Problem - In the listing below, find each line that holds "BootstrapServices" and list it.

━━━━━ Information provided

//! Creation and removal of an instance's directory layout.

use std::fmt;
use std::path::Path;
use std::sync::Arc;

use tracing::{error, info};

use crate::instance::ManagedInstance;

use super::STORAGE_TARGET;
use super::error::{RemovalErrors, StorageError};
use super::plan::DirectoryPlan;
use super::resolver::{Placement, StorageResolver, create_dir_all};

/// Provisions and removes instance directories through a [`StorageResolver`].
#[derive(Clone)]
pub struct DirectoryProvisioner {
    resolver: Arc<dyn StorageResolver>,
}

impl fmt::Debug for DirectoryProvisioner {
    fn fmt(&self, f: &mut fmt::Formatter<'_>) -> fmt::Result {
        f.debug_struct("DirectoryProvisioner").finish_non_exhaustive()
    }
}

impl DirectoryProvisioner {
    pub fn new(resolver: Arc<dyn StorageResolver>) -> Self {
        Self { resolver }
    }

    /// Creates the instance root, places every identity directory, then
    /// creates the remaining data directories. Stops at the first failure.
    ///
    /// # Errors
    ///
    /// Returns the first [`StorageError`] met. Directories created before it
    /// are left in place.
    pub fn provision_all(
        &self,
        instance: &ManagedInstance,
    ) -> Result<Vec<Placement>, StorageError> {
        let plan = DirectoryPlan::for_instance(instance.config());
        info!(target: STORAGE_TARGET, root = %plan.root().display(), "provisioning instance");
        create_dir_all(plan.root())?;

        let placements = plan
            .identity_dirs()
            .iter()
            .map(|name| self.resolver.provision(plan.root(), name))
            .collect::<Result<Vec<_>, _>>()?;

        for dir in plan.data_directories() {
            create_dir_all(dir)?;
        }
        Ok(placements)
    }

    /// Removes every identity directory under `instance_root`, including any
    /// shared storage behind it.
    ///
    /// Each entry is attempted even after earlier failures.
    ///
    /// # Errors
    ///
    /// Returns [`RemovalErrors`] holding every failure, most recent last.
    pub fn remove(&self, instance_root: &Path) -> Result<(), RemovalErrors> {
        let failures: Vec<StorageError> = super::IDENTITY_DIRS
            .iter()
            .map(|name| instance_root.join(name))
            .filter_map(|entry| self.resolver.release(&entry).err())
            .flatten()
            .inspect(|failure| {
                error!(target: STORAGE_TARGET, error = %failure, "removal step failed");
            })
            .collect();
        if failures.is_empty() {
            Ok(())
        } else {
            Err(RemovalErrors::new(failures))
        }
    }
}
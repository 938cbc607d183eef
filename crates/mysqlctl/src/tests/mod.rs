//! Crate-level tests: shared fixtures, CLI runtime tests, and behaviour
//! scenarios.

pub(crate) mod support;
//! Unit tests for the bootstrap sequence and its default collaborators.

use std::fs;
use std::os::unix::fs::PermissionsExt;
use std::path::{Path, PathBuf};
use std::sync::Arc;

use mockall::Sequence;
use rstest::rstest;

use super::{
    BootstrapError, BootstrapSequencer, BootstrapServices, InstanceState, MockConfigRenderer,
    MockSeedExtractor, MockSqlExecutor, MysqlClientExecutor, RenderError, SeedExtractor,
    SqlExecutor, TarExtractor, TeardownFailure, render_template,
};
use crate::process::{MockCommandRunner, ProcessController, ProcessError};
use crate::storage::{DirectoryProvisioner, IDENTITY_DIRS, SharedRootResolver};
use crate::tests::support::{Sandbox, fast_policy, sandbox, touch};

const SCHEMA: &str = "CREATE TABLE a (x int);\nCREATE TABLE b (y int);;";

#[derive(Default)]
struct Doubles {
    runner: MockCommandRunner,
    renderer: MockConfigRenderer,
    extractor: MockSeedExtractor,
    executor: MockSqlExecutor,
}

fn sequencer(sandbox: &Sandbox, doubles: Doubles) -> BootstrapSequencer {
    let controller = ProcessController::new(
        Arc::new(doubles.runner),
        sandbox.installation.tools.clone(),
        fast_policy(),
    );
    let provisioner = DirectoryProvisioner::new(Arc::new(SharedRootResolver::new(
        &sandbox.installation.shared_root,
    )));
    let services = BootstrapServices {
        renderer: Arc::new(doubles.renderer),
        extractor: Arc::new(doubles.extractor),
        executor: Arc::new(doubles.executor),
    };
    BootstrapSequencer::new(
        controller,
        provisioner,
        services,
        sandbox.installation.artifacts.clone(),
    )
}

fn failed(command: &str) -> ProcessError {
    ProcessError::CommandFailed {
        command: command.to_owned(),
        status: Some(2),
        output: String::from("boom"),
    }
}

fn identity_entries(root: &Path) -> usize {
    IDENTITY_DIRS
        .iter()
        .filter(|name| fs::symlink_metadata(root.join(name)).is_ok())
        .count()
}

/// Expectations for a runner whose launcher creates the socket.
fn launching_runner(sandbox: &Sandbox) -> MockCommandRunner {
    let socket = sandbox.instance.config().socket_file().to_path_buf();
    let mut runner = MockCommandRunner::new();
    runner.expect_spawn_detached().times(1).returning(move |_| {
        touch(&socket);
        Ok(())
    });
    runner
}

fn provision(sandbox: &Sandbox) {
    DirectoryProvisioner::new(Arc::new(SharedRootResolver::new(
        &sandbox.installation.shared_root,
    )))
    .provision_all(&sandbox.instance)
    .expect("provision");
}

#[rstest]
fn init_runs_every_stage_in_order(sandbox: Sandbox) {
    sandbox.write_schema(SCHEMA);
    let mut order = Sequence::new();
    let mut doubles = Doubles::default();
    doubles
        .renderer
        .expect_render()
        .times(1)
        .in_sequence(&mut order)
        .returning(|_, instance| {
            Ok(format!(
                "[mysqld]\nserver-id = {}\n",
                instance.config().server_id()
            ))
        });
    let data_dir = sandbox.instance.config().data_dir().to_path_buf();
    doubles
        .extractor
        .expect_extract()
        .withf(move |_, destination| destination == data_dir.as_path())
        .times(1)
        .in_sequence(&mut order)
        .returning(|_, _| Ok(()));
    let socket = sandbox.instance.config().socket_file().to_path_buf();
    doubles
        .runner
        .expect_spawn_detached()
        .times(1)
        .in_sequence(&mut order)
        .returning(move |_| {
            touch(&socket);
            Ok(())
        });
    doubles
        .executor
        .expect_execute_batch()
        .withf(|connection, statements| {
            connection.username == "vt_dba"
                && statements == ["CREATE TABLE a (x int)", "CREATE TABLE b (y int)"]
        })
        .times(1)
        .in_sequence(&mut order)
        .returning(|_, _| Ok(()));

    sequencer(&sandbox, doubles)
        .init(&sandbox.instance)
        .expect("init succeeds");

    let mycnf = sandbox.instance.mycnf_file();
    assert_eq!(
        fs::read_to_string(mycnf).expect("read my.cnf"),
        "[mysqld]\nserver-id = 123\n"
    );
    let mode = fs::metadata(mycnf).expect("metadata").permissions().mode();
    assert_eq!(mode & !0o664 & 0o777, 0);
    assert_eq!(identity_entries(sandbox.instance.root()), IDENTITY_DIRS.len());
}

#[rstest]
fn init_stops_when_extraction_fails(sandbox: Sandbox) {
    sandbox.write_schema(SCHEMA);
    let mut doubles = Doubles::default();
    doubles
        .renderer
        .expect_render()
        .returning(|_, _| Ok(String::from("[mysqld]\n")));
    doubles
        .extractor
        .expect_extract()
        .returning(|_, _| Err(failed("tar")));
    doubles.runner.expect_spawn_detached().times(0);
    doubles.executor.expect_execute_batch().times(0);

    let error = sequencer(&sandbox, doubles)
        .init(&sandbox.instance)
        .expect_err("extraction fails");
    assert!(matches!(error, BootstrapError::ExtractSeed { .. }));
    assert_eq!(error.failed_stage(), Some(InstanceState::SeedUnpacked));
    // Earlier stages are not rolled back.
    assert!(sandbox.instance.mycnf_file().is_file());
}

#[rstest]
fn init_reports_start_timeout_and_skips_schema(sandbox: Sandbox) {
    sandbox.write_schema(SCHEMA);
    let mut doubles = Doubles::default();
    doubles
        .renderer
        .expect_render()
        .returning(|_, _| Ok(String::new()));
    doubles.extractor.expect_extract().returning(|_, _| Ok(()));
    doubles.runner.expect_spawn_detached().returning(|_| Ok(()));
    doubles.executor.expect_execute_batch().times(0);

    let error = sequencer(&sandbox, doubles)
        .init(&sandbox.instance)
        .expect_err("socket never appears");
    assert!(matches!(error, BootstrapError::Start { .. }));
    assert!(error.is_timeout());
    assert!(error.to_string().contains("error.log"));
}

#[rstest]
fn init_reports_render_failure(sandbox: Sandbox) {
    let mut doubles = Doubles::default();
    doubles.renderer.expect_render().returning(|_, _| {
        Err(RenderError::UnknownField {
            field: String::from(".Nope"),
        })
    });
    doubles.extractor.expect_extract().times(0);

    let error = sequencer(&sandbox, doubles)
        .init(&sandbox.instance)
        .expect_err("render fails");
    assert!(matches!(error, BootstrapError::RenderConfig { .. }));
    assert_eq!(error.failed_stage(), Some(InstanceState::ConfigWritten));
}

#[rstest]
fn init_reports_missing_schema(sandbox: Sandbox) {
    let mut doubles = Doubles::default();
    doubles
        .renderer
        .expect_render()
        .returning(|_, _| Ok(String::new()));
    doubles.extractor.expect_extract().returning(|_, _| Ok(()));
    doubles.runner = launching_runner(&sandbox);
    doubles.executor.expect_execute_batch().times(0);

    let error = sequencer(&sandbox, doubles)
        .init(&sandbox.instance)
        .expect_err("schema missing");
    assert!(matches!(error, BootstrapError::ReadSchema { .. }));
}

#[rstest]
fn init_reports_schema_failure(sandbox: Sandbox) {
    sandbox.write_schema(SCHEMA);
    let mut doubles = Doubles::default();
    doubles
        .renderer
        .expect_render()
        .returning(|_, _| Ok(String::new()));
    doubles.extractor.expect_extract().returning(|_, _| Ok(()));
    doubles.runner = launching_runner(&sandbox);
    doubles
        .executor
        .expect_execute_batch()
        .returning(|_, _| Err(failed("mysql")));

    let error = sequencer(&sandbox, doubles)
        .init(&sandbox.instance)
        .expect_err("schema fails");
    assert!(matches!(error, BootstrapError::ApplySchema(_)));
    assert_eq!(error.failed_stage(), Some(InstanceState::SchemaLoaded));
}

#[rstest]
fn teardown_without_force_keeps_directories_when_shutdown_fails(sandbox: Sandbox) {
    provision(&sandbox);
    sandbox.touch_socket();
    let mut doubles = Doubles::default();
    doubles
        .runner
        .expect_run()
        .returning(|_| Err(failed("mysqladmin")));

    let error = sequencer(&sandbox, doubles)
        .teardown(&sandbox.instance, false)
        .expect_err("shutdown fails");
    assert!(matches!(error, BootstrapError::Shutdown(_)));
    assert_eq!(identity_entries(sandbox.instance.root()), IDENTITY_DIRS.len());
}

#[rstest]
fn forced_teardown_removes_directories_and_reports_shutdown(sandbox: Sandbox) {
    provision(&sandbox);
    sandbox.touch_socket();
    let mut doubles = Doubles::default();
    doubles
        .runner
        .expect_run()
        .returning(|_| Err(failed("mysqladmin")));

    let error = sequencer(&sandbox, doubles)
        .teardown(&sandbox.instance, true)
        .expect_err("shutdown failure is still reported");
    let BootstrapError::Teardown(failures) = error else {
        panic!("expected teardown failures, got {error:?}");
    };
    assert_eq!(failures.len(), 1);
    assert!(matches!(failures.last(), Some(TeardownFailure::Shutdown(_))));
    assert_eq!(identity_entries(sandbox.instance.root()), 0);
}

#[rstest]
fn forced_teardown_reports_removal_failure_last(sandbox: Sandbox) {
    provision(&sandbox);
    sandbox.touch_socket();
    let bin_logs = sandbox.instance.root().join("bin-logs");
    fs::remove_dir_all(&bin_logs).expect("clear bin-logs");
    std::os::unix::fs::symlink(&bin_logs, &bin_logs).expect("looping link");
    let mut doubles = Doubles::default();
    doubles
        .runner
        .expect_run()
        .returning(|_| Err(failed("mysqladmin")));

    let error = sequencer(&sandbox, doubles)
        .teardown(&sandbox.instance, true)
        .expect_err("both steps fail");
    let BootstrapError::Teardown(failures) = error else {
        panic!("expected teardown failures, got {error:?}");
    };
    assert_eq!(failures.len(), 2);
    assert!(matches!(
        failures.iter().next(),
        Some(TeardownFailure::Shutdown(_))
    ));
    assert!(matches!(failures.last(), Some(TeardownFailure::Removal(_))));
    assert_eq!(identity_entries(sandbox.instance.root()), 0);
}

#[rstest]
fn teardown_of_stopped_instance_removes_directories(sandbox: Sandbox) {
    provision(&sandbox);
    let mut doubles = Doubles::default();
    doubles.runner.expect_run().times(0);

    sequencer(&sandbox, doubles)
        .teardown(&sandbox.instance, false)
        .expect("teardown succeeds");
    assert_eq!(identity_entries(sandbox.instance.root()), 0);
}

#[rstest]
fn reinit_does_not_init_after_failed_teardown(sandbox: Sandbox) {
    provision(&sandbox);
    sandbox.touch_socket();
    let mut doubles = Doubles::default();
    doubles
        .runner
        .expect_run()
        .returning(|_| Err(failed("mysqladmin")));
    doubles.runner.expect_spawn_detached().times(0);
    doubles.renderer.expect_render().times(0);

    let error = sequencer(&sandbox, doubles)
        .reinit(&sandbox.instance)
        .expect_err("teardown fails");
    let BootstrapError::Shutdown(ProcessError::CommandFailed { command, .. }) = error else {
        panic!("teardown error must surface unchanged, got {error:?}");
    };
    assert_eq!(command, "mysqladmin");
}

#[rstest]
fn reinit_rebuilds_stopped_instance(sandbox: Sandbox) {
    provision(&sandbox);
    touch(&sandbox.instance.config().data_dir().join("stale.ibd"));
    sandbox.write_schema(SCHEMA);
    let mut doubles = Doubles::default();
    doubles
        .renderer
        .expect_render()
        .times(1)
        .returning(|_, _| Ok(String::new()));
    doubles.extractor.expect_extract().times(1).returning(|_, _| Ok(()));
    doubles.runner = launching_runner(&sandbox);
    doubles
        .executor
        .expect_execute_batch()
        .times(1)
        .returning(|_, _| Ok(()));

    sequencer(&sandbox, doubles)
        .reinit(&sandbox.instance)
        .expect("reinit succeeds");
    assert!(!sandbox.instance.config().data_dir().join("stale.ibd").exists());
}

#[rstest]
fn template_fields_follow_instance_layout(sandbox: Sandbox) {
    let rendered = render_template(
        "server-id = {{.ServerId}}\nport={{ .MysqlPort }}\nsocket = {{.SocketFile}}\n",
        &sandbox.instance,
    )
    .expect("render");
    let socket = sandbox.instance.config().socket_file().display().to_string();
    assert_eq!(
        rendered,
        format!("server-id = 123\nport=3306\nsocket = {socket}\n")
    );
}

#[rstest]
#[case::unknown_field("x = {{.Unknown}}")]
#[case::missing_dot("x = {{ServerId}}")]
fn template_rejects_unknown_fields(sandbox: Sandbox, #[case] template: &str) {
    let error = render_template(template, &sandbox.instance).expect_err("unknown field");
    assert!(matches!(error, RenderError::UnknownField { .. }));
}

#[rstest]
fn template_rejects_unterminated_placeholder(sandbox: Sandbox) {
    let error = render_template("a {{.ServerId", &sandbox.instance).expect_err("unterminated");
    assert!(matches!(error, RenderError::Unterminated { offset: 2 }));
}

#[rstest]
fn template_fills_account_fields(sandbox: Sandbox) {
    let rendered = render_template(
        "master-user = {{.ReplUser}}\ndefault-character-set = {{.Charset}}\n",
        &sandbox.instance,
    )
    .expect("render");
    assert_eq!(
        rendered,
        "master-user = vt_repl\ndefault-character-set = utf8\n"
    );
}

#[rstest]
fn template_renderer_reads_file(sandbox: Sandbox) {
    use super::{ConfigRenderer, TemplateRenderer};

    sandbox.write_template("datadir = {{.DataDir}}\n");
    let rendered = TemplateRenderer
        .render(&sandbox.installation.artifacts.config_template, &sandbox.instance)
        .expect("render");
    assert!(rendered.ends_with("vt_0000000123/data\n"), "got: {rendered}");
}

#[test]
fn tar_extractor_unpacks_into_destination() {
    let mut runner = MockCommandRunner::new();
    runner
        .expect_run()
        .withf(|command| {
            let args: Vec<_> = command
                .arguments()
                .iter()
                .map(|arg| arg.to_string_lossy().into_owned())
                .collect();
            command.name() == "tar"
                && args == ["-xj", "-C", "/vt/vt_0000000001/data", "-f", "/seed.tbz"]
        })
        .times(1)
        .returning(|_| Ok(String::new()));
    TarExtractor::new(Arc::new(runner))
        .extract(
            &PathBuf::from("/seed.tbz"),
            &PathBuf::from("/vt/vt_0000000001/data"),
        )
        .expect("extract");
}

#[rstest]
fn mysql_client_pipes_statements_over_instance_socket(sandbox: Sandbox) {
    let socket = sandbox.instance.config().socket_file().display().to_string();
    let mut runner = MockCommandRunner::new();
    runner
        .expect_run()
        .withf(move |command| {
            command.name() == "mysql"
                && command.has_arg("vt_dba")
                && command.has_arg(&socket)
                && command.has_arg("--default-character-set=utf8")
                && command.stdin_input() == Some("SELECT 1;\nSELECT 2;\n")
        })
        .times(1)
        .returning(|_| Ok(String::new()));
    MysqlClientExecutor::new(Arc::new(runner), sandbox.installation.tools.clone())
        .execute_batch(
            sandbox.instance.dba(),
            &[String::from("SELECT 1"), String::from("SELECT 2")],
        )
        .expect("execute");
}

#[rstest]
fn mysql_client_skips_empty_batches(sandbox: Sandbox) {
    let mut runner = MockCommandRunner::new();
    runner.expect_run().times(0);
    MysqlClientExecutor::new(Arc::new(runner), sandbox.installation.tools.clone())
        .execute_batch(sandbox.instance.dba(), &[])
        .expect("nothing to run");
}

#[test]
fn instance_states_are_ordered() {
    assert!(InstanceState::Unprovisioned < InstanceState::DirectoriesReady);
    assert!(InstanceState::Running < InstanceState::SchemaLoaded);
    assert_eq!(InstanceState::SeedUnpacked.to_string(), "seed_unpacked");
}
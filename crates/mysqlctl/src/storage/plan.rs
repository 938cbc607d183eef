//! The fixed directory topology of an instance.

use std::path::{Path, PathBuf};

use crate::instance::InstanceConfig;

/// Top-level directories that may be redirected into the shared root, in
/// provisioning order.
pub const IDENTITY_DIRS: [&str; 4] = ["data", "innodb", "relay-logs", "bin-logs"];

/// Directories to create for one instance.
#[derive(Debug, Clone, PartialEq, Eq)]
pub struct DirectoryPlan {
    root: PathBuf,
    data_directories: Vec<PathBuf>,
}

impl DirectoryPlan {
    pub fn for_instance(config: &InstanceConfig) -> Self {
        Self {
            root: config.root().to_path_buf(),
            data_directories: config.data_directories(),
        }
    }

    pub fn root(&self) -> &Path {
        &self.root
    }

    pub fn identity_dirs(&self) -> &'static [&'static str] {
        &IDENTITY_DIRS
    }

    /// Directories created after the identity directories are placed. Most
    /// live beneath an identity directory and so follow its redirection.
    pub fn data_directories(&self) -> &[PathBuf] {
        &self.data_directories
    }
}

━━━━━━━━━━

Your solution -
    BootstrapError, BootstrapSequencer, BootstrapServices, InstanceState, MockConfigRenderer,
    let services = BootstrapServices {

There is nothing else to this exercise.